» **Task instructions**: Pick every line out of the entries below that holds the string "CatalogView", and report them.

» **Input data**:
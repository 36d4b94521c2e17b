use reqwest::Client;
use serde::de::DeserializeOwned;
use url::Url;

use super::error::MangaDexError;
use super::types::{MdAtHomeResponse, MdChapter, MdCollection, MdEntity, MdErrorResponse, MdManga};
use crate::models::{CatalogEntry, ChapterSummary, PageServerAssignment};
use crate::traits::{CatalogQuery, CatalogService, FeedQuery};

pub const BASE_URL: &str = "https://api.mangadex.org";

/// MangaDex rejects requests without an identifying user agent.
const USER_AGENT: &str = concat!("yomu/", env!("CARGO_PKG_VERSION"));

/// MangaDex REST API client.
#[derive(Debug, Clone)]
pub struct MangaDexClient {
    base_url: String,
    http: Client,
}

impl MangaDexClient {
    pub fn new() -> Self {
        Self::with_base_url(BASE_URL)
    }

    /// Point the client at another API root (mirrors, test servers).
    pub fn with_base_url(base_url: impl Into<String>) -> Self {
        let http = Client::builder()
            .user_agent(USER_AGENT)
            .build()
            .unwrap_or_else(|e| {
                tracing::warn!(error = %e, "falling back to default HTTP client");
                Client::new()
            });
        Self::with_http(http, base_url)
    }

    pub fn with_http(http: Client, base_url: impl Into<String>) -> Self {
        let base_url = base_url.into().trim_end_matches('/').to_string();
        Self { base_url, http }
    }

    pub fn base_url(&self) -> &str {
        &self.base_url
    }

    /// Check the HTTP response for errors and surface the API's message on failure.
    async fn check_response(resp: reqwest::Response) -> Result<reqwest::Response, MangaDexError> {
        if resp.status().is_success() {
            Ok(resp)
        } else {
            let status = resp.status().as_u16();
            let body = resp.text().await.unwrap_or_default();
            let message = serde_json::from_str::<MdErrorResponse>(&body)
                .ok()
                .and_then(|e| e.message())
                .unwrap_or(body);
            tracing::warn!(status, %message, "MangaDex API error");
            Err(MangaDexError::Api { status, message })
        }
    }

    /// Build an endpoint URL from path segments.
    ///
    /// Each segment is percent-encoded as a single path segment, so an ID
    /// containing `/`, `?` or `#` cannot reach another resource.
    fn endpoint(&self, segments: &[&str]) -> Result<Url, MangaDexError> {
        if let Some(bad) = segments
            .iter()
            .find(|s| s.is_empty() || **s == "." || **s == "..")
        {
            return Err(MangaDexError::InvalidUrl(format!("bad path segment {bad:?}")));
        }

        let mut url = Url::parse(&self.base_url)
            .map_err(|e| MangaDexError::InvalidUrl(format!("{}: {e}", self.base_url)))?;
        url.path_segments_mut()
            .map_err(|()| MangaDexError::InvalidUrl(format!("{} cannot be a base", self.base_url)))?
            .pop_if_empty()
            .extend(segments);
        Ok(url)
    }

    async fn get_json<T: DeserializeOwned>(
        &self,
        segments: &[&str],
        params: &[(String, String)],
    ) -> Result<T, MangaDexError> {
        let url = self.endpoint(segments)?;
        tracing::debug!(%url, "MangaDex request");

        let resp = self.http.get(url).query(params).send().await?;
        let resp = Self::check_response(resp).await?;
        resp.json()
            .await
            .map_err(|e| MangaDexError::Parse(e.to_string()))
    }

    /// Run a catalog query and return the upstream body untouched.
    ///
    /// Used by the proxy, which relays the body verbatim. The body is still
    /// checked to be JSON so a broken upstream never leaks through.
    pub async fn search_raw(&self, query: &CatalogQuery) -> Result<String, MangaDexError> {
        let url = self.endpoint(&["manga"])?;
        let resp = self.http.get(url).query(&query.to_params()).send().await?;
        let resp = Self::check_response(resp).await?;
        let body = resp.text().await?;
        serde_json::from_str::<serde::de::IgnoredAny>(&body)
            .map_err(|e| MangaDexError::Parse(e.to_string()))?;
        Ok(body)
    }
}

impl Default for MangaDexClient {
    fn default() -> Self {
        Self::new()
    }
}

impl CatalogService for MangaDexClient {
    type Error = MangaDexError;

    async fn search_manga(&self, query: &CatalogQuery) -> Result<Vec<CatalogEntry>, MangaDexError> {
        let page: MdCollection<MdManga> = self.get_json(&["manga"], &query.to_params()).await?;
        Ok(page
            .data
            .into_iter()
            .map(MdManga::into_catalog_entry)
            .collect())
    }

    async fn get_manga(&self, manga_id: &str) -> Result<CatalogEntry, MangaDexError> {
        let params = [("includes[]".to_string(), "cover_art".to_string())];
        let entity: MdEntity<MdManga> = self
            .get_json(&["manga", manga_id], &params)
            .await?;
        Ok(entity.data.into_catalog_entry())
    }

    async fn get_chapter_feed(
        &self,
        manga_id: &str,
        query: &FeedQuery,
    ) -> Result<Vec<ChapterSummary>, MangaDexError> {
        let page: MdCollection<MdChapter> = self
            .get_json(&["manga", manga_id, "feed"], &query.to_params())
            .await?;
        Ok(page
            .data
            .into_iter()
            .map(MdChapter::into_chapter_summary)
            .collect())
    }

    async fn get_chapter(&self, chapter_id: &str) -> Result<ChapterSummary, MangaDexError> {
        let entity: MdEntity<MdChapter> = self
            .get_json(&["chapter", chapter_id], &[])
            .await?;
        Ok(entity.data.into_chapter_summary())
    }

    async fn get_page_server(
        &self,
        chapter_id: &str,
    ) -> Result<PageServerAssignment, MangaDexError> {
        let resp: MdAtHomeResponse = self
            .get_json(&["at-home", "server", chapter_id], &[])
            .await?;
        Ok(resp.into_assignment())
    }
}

...

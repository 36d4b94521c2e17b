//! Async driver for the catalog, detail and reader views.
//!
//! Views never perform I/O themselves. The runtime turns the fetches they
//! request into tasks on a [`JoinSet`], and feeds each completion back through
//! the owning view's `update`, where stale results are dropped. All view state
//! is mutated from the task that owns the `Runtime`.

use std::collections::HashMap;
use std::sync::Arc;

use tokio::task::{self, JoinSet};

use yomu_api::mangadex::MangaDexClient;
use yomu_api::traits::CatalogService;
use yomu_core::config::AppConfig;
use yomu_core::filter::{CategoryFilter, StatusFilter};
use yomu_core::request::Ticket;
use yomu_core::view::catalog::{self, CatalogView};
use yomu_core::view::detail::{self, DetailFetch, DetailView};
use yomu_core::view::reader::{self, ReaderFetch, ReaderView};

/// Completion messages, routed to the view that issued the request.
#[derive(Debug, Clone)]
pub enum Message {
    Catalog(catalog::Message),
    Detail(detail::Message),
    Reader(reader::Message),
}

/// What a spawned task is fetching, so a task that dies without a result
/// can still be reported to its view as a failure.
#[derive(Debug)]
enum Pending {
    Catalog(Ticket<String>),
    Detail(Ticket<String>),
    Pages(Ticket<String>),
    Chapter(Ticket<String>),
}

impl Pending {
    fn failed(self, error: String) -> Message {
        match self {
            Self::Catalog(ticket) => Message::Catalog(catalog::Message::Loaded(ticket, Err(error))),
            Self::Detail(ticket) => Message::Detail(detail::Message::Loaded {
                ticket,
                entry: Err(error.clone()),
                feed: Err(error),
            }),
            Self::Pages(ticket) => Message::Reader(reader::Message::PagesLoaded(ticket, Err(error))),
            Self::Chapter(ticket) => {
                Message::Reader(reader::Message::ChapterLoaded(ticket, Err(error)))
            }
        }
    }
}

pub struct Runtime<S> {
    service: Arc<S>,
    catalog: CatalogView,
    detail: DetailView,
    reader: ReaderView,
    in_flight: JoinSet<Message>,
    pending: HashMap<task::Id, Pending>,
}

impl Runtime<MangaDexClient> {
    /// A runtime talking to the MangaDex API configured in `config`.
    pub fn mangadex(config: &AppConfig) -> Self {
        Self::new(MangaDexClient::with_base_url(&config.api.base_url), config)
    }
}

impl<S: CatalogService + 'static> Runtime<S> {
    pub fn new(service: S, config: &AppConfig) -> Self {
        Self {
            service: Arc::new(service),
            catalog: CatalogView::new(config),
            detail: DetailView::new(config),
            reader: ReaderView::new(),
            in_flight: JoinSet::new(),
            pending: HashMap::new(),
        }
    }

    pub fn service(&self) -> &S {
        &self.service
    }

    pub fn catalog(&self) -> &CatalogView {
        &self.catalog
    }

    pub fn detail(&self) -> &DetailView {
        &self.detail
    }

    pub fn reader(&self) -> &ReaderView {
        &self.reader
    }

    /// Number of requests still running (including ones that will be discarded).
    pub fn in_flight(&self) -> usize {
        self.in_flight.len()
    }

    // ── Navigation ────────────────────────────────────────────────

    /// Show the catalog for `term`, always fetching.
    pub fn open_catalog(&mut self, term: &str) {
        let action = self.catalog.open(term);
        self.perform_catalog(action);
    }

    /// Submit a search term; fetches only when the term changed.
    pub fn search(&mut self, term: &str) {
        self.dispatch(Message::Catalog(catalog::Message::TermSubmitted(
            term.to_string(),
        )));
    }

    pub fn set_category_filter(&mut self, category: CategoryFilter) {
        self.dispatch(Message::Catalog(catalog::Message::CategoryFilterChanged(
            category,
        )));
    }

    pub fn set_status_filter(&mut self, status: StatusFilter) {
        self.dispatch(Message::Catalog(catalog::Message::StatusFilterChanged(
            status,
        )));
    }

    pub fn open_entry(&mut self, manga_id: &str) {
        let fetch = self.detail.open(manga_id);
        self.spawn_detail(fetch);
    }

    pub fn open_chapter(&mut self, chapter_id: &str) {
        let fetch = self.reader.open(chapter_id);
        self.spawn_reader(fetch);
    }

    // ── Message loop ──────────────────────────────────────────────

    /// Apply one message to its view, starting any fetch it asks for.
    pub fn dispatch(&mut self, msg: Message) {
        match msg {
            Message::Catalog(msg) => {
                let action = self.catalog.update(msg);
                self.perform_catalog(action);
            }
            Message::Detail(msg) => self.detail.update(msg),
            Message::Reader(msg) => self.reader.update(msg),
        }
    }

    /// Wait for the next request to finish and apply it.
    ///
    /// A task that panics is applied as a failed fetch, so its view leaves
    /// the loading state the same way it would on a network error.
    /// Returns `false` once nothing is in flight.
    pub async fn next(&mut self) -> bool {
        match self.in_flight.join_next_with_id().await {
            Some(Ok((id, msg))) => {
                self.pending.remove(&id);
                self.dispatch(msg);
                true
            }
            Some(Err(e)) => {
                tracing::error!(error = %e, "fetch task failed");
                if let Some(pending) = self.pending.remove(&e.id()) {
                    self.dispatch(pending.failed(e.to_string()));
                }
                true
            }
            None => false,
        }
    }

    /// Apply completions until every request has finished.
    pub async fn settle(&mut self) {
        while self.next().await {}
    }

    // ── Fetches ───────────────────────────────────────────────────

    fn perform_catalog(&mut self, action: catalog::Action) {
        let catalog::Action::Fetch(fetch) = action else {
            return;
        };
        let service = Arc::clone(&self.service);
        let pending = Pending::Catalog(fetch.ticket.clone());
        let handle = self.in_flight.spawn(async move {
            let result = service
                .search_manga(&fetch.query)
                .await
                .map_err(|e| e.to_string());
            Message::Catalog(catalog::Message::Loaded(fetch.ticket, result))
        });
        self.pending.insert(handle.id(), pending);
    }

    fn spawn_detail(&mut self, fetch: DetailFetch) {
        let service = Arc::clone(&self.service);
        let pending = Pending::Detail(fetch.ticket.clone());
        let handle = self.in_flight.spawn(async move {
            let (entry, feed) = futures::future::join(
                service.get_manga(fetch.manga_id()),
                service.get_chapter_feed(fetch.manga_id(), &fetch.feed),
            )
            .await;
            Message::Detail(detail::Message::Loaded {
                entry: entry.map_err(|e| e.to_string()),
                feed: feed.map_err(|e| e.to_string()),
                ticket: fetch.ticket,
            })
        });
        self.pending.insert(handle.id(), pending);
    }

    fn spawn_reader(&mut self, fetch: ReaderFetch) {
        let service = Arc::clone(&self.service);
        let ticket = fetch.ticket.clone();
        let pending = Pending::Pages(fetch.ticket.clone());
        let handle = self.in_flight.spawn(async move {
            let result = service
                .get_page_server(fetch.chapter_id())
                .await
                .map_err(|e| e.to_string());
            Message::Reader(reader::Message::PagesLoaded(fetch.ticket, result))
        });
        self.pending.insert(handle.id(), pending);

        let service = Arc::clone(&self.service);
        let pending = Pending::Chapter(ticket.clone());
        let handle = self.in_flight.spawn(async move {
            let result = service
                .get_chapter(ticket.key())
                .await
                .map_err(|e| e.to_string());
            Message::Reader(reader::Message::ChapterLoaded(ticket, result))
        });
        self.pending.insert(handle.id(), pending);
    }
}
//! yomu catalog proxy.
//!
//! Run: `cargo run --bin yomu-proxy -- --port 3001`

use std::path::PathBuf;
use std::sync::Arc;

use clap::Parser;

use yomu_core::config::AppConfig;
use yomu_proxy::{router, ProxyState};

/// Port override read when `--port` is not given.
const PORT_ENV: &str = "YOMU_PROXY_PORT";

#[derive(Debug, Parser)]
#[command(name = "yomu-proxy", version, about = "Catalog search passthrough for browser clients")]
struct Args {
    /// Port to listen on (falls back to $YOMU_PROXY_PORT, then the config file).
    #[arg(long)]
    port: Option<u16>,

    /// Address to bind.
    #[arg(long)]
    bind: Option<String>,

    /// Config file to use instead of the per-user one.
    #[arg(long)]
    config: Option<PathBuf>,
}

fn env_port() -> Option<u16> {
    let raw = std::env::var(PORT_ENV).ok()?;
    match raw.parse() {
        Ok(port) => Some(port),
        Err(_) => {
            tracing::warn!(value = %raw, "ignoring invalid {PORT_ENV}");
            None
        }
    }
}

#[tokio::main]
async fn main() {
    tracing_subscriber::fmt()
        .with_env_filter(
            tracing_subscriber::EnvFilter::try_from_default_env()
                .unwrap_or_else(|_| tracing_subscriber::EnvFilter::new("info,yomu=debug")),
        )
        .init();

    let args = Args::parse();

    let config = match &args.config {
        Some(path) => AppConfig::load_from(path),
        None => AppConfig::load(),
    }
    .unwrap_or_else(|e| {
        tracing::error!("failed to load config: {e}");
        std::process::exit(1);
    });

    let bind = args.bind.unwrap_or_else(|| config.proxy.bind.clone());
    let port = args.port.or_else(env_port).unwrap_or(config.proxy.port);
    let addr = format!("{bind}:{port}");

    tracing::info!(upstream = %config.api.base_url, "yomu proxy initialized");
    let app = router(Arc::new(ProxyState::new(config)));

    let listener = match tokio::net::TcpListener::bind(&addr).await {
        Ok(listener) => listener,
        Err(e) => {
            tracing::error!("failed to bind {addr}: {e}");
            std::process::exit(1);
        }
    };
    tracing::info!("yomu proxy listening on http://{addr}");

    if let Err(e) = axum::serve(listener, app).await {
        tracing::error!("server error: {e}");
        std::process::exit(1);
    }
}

» **Exercise result**:
use yomu_core::view::catalog::{self, CatalogView};
    catalog: CatalogView,
            catalog: CatalogView::new(config),
    pub fn catalog(&self) -> &CatalogView {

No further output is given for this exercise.